• **What you are asked to do**
Among the records below, find each line containing the word "given" and copy it.

• **Source data**

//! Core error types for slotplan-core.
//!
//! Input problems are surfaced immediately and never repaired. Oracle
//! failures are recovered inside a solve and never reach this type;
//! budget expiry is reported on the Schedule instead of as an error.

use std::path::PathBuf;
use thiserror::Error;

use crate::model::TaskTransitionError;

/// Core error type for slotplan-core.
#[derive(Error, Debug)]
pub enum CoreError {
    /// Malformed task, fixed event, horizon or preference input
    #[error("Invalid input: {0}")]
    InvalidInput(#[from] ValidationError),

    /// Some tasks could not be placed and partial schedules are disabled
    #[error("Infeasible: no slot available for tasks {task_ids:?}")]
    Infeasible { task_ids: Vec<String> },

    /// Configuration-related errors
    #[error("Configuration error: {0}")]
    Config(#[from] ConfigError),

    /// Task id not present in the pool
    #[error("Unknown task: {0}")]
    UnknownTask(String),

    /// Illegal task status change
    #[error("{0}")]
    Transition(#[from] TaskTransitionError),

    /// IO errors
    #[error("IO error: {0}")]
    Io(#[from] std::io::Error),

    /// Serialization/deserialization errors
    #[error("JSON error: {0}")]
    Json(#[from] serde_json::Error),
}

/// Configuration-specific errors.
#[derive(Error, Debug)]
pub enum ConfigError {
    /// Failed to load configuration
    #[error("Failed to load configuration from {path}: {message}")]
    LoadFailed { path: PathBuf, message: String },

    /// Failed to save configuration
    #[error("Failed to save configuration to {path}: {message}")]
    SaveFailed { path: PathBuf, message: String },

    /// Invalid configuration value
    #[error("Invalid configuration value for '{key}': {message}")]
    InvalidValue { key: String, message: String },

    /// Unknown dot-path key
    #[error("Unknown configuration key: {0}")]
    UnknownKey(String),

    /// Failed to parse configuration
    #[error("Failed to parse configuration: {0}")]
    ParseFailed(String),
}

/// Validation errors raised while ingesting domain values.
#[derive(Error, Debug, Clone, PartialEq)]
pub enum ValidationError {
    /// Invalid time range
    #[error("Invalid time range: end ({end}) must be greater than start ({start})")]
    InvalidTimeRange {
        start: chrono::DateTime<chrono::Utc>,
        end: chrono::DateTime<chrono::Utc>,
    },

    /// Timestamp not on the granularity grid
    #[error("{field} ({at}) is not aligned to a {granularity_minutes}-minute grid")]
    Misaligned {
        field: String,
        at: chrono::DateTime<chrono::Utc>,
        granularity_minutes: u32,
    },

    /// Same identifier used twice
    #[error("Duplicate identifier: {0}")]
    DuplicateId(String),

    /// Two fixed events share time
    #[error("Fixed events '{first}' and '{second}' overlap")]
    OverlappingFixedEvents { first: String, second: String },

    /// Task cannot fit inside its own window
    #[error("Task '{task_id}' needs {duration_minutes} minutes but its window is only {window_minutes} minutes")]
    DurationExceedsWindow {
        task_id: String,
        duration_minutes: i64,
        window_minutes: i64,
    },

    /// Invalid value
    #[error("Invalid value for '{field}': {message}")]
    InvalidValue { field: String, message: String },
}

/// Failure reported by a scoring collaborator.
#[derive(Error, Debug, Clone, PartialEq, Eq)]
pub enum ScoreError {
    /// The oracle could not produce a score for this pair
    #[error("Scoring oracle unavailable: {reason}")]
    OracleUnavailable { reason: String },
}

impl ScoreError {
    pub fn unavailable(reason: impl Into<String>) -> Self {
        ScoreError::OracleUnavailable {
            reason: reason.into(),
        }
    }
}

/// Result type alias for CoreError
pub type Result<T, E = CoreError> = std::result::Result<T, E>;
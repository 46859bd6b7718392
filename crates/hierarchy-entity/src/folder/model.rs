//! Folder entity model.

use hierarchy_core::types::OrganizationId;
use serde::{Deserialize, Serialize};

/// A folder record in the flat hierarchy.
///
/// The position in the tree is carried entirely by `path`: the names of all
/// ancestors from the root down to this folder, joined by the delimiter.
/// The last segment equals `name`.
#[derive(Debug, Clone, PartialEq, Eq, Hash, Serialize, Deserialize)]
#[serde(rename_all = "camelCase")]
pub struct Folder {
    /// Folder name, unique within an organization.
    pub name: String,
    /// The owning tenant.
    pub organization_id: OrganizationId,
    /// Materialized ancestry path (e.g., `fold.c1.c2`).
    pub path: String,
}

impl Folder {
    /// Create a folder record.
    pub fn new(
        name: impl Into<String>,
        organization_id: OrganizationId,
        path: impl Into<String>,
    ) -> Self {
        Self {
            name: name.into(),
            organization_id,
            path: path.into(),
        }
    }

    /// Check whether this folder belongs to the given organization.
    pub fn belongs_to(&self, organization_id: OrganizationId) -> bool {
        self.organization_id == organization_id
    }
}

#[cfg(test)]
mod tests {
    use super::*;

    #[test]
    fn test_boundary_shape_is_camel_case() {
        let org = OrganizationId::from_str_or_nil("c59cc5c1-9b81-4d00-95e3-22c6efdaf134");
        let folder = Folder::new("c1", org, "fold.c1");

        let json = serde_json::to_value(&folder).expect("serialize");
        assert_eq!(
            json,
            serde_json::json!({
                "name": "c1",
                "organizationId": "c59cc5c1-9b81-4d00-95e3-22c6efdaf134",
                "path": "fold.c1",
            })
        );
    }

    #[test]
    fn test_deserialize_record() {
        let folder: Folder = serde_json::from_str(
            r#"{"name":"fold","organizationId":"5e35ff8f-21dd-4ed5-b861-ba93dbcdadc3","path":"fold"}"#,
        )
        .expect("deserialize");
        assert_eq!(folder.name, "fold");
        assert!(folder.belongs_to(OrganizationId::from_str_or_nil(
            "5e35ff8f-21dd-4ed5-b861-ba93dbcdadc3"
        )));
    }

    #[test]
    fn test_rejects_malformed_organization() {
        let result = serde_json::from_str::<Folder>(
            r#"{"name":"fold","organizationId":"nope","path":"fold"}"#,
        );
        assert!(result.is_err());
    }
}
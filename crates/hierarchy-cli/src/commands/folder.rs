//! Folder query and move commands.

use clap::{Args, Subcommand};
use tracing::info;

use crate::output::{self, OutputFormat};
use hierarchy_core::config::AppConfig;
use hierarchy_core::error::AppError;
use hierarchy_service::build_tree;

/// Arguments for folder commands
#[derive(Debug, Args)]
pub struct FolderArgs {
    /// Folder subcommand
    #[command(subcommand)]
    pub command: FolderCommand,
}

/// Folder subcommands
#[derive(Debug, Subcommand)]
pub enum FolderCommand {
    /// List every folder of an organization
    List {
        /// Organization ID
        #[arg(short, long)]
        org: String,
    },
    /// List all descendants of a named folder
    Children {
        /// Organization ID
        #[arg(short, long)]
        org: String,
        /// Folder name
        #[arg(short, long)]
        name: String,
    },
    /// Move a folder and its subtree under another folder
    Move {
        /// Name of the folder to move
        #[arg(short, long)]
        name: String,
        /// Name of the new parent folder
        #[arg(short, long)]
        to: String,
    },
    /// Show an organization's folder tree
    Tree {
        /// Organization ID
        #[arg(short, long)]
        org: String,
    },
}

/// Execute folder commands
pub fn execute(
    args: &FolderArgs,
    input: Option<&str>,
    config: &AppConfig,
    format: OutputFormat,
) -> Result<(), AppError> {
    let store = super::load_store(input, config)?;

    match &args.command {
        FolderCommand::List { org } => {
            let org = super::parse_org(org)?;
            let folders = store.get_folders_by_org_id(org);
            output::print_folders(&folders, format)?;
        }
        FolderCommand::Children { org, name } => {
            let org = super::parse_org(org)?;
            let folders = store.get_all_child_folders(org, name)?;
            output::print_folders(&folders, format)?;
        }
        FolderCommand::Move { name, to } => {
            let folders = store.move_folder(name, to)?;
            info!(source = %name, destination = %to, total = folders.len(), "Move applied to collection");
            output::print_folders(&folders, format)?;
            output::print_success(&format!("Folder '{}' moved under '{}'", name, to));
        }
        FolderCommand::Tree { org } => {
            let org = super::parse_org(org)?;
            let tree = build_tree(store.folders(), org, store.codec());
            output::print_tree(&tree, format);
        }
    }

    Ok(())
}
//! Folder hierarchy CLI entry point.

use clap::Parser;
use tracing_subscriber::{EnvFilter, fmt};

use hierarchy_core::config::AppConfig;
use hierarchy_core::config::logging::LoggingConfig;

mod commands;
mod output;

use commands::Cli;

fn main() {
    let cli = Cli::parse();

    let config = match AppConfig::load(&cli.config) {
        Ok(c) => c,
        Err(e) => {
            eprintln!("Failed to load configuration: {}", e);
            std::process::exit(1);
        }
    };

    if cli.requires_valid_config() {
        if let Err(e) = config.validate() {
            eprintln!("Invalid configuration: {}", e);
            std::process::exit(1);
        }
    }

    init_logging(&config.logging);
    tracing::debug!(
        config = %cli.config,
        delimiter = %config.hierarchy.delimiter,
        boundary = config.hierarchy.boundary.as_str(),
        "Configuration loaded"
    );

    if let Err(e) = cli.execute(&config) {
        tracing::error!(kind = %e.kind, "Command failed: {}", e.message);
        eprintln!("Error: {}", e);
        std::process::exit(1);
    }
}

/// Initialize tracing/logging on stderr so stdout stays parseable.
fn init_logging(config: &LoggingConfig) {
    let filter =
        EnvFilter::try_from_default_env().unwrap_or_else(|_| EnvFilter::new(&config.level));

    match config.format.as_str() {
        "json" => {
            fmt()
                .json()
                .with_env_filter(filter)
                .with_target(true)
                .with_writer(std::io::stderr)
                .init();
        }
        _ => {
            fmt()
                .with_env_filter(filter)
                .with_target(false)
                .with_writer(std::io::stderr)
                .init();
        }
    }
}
--
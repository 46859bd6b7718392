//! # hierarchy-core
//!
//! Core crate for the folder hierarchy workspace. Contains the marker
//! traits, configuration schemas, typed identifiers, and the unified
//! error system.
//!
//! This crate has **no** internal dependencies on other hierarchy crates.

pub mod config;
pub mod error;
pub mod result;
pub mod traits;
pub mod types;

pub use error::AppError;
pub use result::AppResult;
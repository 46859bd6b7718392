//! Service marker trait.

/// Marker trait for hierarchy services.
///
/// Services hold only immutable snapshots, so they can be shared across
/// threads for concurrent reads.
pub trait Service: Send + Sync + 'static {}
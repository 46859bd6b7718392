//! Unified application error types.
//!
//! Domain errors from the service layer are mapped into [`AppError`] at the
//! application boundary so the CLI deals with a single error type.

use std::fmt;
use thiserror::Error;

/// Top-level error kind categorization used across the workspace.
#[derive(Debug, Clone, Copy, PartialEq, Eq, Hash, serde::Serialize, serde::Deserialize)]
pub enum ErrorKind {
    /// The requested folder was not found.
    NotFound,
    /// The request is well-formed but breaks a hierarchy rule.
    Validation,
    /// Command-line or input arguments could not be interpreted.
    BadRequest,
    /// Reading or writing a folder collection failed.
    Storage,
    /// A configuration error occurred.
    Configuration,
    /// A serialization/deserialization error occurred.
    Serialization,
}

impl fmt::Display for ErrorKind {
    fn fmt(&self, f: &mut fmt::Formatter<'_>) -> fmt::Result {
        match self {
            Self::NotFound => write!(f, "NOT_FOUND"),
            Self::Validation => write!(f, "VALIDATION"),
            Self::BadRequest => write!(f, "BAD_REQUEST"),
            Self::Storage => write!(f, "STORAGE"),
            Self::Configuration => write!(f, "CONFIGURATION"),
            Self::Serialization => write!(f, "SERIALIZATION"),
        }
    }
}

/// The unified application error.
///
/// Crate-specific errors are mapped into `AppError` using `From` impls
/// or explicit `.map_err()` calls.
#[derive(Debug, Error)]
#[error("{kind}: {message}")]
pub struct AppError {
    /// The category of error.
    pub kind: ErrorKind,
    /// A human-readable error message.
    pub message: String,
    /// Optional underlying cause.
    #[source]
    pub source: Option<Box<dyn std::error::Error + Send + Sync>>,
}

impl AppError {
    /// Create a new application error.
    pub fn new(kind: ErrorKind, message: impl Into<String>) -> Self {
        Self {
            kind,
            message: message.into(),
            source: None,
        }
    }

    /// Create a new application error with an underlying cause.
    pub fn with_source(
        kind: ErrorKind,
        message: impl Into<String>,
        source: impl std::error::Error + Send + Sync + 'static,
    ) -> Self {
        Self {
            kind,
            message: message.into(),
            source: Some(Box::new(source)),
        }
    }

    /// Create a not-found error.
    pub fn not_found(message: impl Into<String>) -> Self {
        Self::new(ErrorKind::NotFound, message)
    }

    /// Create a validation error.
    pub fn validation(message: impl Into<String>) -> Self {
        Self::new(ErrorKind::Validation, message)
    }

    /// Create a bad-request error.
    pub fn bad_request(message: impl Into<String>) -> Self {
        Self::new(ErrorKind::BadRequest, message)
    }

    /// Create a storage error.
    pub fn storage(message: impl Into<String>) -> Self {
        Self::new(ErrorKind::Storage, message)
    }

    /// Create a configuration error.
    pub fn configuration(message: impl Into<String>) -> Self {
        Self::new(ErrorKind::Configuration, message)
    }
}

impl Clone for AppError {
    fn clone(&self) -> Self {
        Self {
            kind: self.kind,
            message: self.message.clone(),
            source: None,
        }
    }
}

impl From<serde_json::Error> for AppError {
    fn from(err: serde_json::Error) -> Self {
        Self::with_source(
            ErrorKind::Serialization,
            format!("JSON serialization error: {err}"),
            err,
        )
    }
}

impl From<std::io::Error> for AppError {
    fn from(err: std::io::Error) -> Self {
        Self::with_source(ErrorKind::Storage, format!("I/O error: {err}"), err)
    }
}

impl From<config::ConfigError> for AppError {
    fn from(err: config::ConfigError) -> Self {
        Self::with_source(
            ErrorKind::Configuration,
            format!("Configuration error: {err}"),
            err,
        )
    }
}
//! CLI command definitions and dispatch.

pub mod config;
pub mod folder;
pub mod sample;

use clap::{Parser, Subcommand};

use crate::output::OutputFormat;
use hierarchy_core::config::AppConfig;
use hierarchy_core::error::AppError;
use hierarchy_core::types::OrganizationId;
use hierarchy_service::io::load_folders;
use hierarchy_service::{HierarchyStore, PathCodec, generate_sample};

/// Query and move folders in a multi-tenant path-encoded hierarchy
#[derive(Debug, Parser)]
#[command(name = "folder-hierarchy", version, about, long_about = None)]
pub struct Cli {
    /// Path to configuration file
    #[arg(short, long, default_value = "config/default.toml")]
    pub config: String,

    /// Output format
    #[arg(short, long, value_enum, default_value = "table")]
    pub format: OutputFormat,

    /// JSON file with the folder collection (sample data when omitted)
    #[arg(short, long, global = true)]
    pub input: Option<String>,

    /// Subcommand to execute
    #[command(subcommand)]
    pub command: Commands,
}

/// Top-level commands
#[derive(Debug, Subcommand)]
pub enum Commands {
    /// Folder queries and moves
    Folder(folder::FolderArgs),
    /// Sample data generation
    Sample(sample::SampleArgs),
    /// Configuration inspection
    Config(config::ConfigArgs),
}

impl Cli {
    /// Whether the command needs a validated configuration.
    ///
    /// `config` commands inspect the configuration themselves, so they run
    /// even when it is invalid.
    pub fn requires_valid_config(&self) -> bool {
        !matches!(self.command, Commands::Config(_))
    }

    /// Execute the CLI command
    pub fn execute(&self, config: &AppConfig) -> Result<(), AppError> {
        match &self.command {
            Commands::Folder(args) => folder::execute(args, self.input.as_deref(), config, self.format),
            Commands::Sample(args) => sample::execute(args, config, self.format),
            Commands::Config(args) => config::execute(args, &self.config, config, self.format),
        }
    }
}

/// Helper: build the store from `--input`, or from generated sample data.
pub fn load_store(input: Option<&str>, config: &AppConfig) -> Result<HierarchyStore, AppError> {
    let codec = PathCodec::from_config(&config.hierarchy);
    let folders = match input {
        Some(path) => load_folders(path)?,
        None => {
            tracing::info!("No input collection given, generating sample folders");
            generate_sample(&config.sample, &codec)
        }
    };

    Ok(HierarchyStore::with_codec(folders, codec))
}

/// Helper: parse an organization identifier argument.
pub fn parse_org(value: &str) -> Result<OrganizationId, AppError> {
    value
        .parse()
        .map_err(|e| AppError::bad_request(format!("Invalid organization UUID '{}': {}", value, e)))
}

• **Solution**
    /// Check whether this folder belongs to the given organization.
            tracing::info!("No input collection given, generating sample folders");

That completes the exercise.